Assignment ->
Filter the records down to the lines that hold the word "super", and copy each of those lines.

START Supplied material

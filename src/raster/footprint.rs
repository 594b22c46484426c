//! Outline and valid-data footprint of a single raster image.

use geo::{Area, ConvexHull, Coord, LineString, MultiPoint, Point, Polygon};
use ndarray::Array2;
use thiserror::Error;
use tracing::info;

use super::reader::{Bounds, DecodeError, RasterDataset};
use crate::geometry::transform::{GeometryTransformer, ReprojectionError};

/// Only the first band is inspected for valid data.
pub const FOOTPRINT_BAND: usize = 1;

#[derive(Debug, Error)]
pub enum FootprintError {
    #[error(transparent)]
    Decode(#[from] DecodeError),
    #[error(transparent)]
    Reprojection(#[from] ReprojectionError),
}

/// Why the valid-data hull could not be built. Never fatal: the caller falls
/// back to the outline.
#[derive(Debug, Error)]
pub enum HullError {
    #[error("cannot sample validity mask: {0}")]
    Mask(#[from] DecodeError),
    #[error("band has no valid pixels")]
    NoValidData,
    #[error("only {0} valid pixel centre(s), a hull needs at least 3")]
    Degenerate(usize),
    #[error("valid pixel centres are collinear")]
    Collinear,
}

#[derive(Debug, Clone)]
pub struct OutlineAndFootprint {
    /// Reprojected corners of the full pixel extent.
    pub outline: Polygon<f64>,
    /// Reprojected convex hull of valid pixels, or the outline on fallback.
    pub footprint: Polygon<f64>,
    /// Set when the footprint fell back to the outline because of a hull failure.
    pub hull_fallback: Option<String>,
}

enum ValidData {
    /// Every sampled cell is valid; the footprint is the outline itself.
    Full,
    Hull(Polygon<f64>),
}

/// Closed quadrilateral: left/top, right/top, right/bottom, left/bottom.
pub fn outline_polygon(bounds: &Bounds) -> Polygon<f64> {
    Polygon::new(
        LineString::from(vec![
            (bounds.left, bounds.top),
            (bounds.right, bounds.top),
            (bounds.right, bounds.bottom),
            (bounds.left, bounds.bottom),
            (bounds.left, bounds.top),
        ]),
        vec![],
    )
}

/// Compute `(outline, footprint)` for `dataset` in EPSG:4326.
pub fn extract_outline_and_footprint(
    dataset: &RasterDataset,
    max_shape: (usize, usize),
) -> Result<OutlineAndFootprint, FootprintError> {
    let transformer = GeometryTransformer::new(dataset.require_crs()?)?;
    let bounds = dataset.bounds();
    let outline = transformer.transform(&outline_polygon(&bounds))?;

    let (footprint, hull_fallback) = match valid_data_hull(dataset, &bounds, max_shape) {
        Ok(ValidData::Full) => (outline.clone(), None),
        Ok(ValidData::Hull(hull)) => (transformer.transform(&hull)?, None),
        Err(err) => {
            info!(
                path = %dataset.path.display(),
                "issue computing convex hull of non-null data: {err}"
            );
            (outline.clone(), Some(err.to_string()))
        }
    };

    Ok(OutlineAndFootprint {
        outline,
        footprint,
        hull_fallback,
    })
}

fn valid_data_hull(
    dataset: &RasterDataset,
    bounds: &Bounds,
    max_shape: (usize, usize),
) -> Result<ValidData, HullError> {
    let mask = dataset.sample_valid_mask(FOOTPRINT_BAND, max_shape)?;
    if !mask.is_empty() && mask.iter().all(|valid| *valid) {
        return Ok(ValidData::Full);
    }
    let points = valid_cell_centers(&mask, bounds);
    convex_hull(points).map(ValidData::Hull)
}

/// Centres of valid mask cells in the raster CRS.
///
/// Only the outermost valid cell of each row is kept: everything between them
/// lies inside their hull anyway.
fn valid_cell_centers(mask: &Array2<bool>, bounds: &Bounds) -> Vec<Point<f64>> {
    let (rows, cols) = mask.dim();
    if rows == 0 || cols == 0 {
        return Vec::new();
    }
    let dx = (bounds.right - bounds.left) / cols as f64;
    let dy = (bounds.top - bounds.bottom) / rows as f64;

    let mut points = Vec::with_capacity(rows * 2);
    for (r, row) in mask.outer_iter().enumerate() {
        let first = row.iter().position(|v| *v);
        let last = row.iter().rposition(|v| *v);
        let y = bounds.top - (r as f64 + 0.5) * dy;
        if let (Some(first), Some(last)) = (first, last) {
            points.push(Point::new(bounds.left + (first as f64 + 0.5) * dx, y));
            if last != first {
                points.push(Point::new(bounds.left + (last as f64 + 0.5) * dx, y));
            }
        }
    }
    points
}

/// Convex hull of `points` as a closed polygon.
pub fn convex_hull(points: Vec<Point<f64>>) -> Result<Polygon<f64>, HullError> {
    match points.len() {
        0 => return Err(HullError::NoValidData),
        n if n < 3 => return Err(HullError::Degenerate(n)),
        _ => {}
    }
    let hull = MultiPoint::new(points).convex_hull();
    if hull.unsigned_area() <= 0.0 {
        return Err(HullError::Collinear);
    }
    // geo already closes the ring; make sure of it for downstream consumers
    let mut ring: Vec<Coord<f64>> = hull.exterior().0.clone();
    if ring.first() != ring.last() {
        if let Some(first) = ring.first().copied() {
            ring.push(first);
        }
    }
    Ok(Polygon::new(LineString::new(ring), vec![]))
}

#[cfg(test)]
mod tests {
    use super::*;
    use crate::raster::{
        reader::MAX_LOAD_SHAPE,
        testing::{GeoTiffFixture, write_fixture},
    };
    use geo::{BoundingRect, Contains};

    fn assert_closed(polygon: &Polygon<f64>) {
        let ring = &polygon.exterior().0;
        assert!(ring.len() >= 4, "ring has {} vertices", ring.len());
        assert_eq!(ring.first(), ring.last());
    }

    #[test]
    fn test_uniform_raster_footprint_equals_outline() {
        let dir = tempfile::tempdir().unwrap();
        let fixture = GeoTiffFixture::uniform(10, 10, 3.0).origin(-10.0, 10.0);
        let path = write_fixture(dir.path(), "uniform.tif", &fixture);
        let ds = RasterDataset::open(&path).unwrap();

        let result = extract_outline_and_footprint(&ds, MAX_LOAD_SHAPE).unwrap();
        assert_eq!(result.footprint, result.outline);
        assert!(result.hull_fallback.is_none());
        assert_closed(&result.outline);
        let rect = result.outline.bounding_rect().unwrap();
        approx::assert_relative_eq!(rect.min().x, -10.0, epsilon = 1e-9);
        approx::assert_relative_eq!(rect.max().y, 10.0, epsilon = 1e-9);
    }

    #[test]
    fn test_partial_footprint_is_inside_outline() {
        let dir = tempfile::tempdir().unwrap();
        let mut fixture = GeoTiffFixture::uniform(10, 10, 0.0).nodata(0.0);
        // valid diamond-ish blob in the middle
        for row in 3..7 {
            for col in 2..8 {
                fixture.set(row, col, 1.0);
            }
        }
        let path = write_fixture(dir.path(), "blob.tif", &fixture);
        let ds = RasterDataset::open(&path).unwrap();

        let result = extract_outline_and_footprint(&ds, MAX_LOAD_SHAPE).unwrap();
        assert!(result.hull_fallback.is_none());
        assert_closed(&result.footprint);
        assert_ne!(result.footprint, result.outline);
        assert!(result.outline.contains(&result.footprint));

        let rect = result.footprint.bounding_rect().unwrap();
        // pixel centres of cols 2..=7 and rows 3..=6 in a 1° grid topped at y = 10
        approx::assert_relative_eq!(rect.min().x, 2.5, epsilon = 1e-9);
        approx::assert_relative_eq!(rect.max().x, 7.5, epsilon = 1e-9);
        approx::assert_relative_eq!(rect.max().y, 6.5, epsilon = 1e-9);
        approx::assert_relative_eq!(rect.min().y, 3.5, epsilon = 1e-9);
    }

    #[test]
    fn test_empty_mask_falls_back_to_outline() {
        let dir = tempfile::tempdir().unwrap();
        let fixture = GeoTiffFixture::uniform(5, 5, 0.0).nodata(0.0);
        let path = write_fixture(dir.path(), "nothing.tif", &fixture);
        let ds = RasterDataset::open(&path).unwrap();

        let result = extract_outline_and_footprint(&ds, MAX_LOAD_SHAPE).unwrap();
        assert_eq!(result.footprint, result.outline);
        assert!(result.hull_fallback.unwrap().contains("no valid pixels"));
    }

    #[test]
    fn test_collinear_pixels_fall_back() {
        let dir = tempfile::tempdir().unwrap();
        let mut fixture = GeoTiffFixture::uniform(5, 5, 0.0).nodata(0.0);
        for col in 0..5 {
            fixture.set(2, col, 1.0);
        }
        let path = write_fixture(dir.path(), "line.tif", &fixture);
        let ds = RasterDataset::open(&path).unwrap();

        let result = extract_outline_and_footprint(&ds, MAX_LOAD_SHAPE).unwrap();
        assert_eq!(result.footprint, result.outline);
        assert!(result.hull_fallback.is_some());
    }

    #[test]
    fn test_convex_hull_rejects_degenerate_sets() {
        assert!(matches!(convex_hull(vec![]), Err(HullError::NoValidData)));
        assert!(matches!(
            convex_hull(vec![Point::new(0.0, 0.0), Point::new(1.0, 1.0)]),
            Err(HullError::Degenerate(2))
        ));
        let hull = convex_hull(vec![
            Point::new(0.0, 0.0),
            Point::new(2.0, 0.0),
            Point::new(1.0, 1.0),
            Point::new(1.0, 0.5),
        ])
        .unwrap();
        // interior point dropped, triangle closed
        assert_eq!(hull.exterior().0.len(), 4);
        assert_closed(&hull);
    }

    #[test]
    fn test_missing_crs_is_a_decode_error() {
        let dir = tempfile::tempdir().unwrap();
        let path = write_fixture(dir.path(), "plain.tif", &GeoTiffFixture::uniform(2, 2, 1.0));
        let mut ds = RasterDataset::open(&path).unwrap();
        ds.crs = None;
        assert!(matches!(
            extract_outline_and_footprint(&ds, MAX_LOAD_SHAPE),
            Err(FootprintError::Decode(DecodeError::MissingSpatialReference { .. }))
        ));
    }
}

END Supplied material

Finished task ->
use super::reader::{Bounds, DecodeError, RasterDataset};
    use super::*;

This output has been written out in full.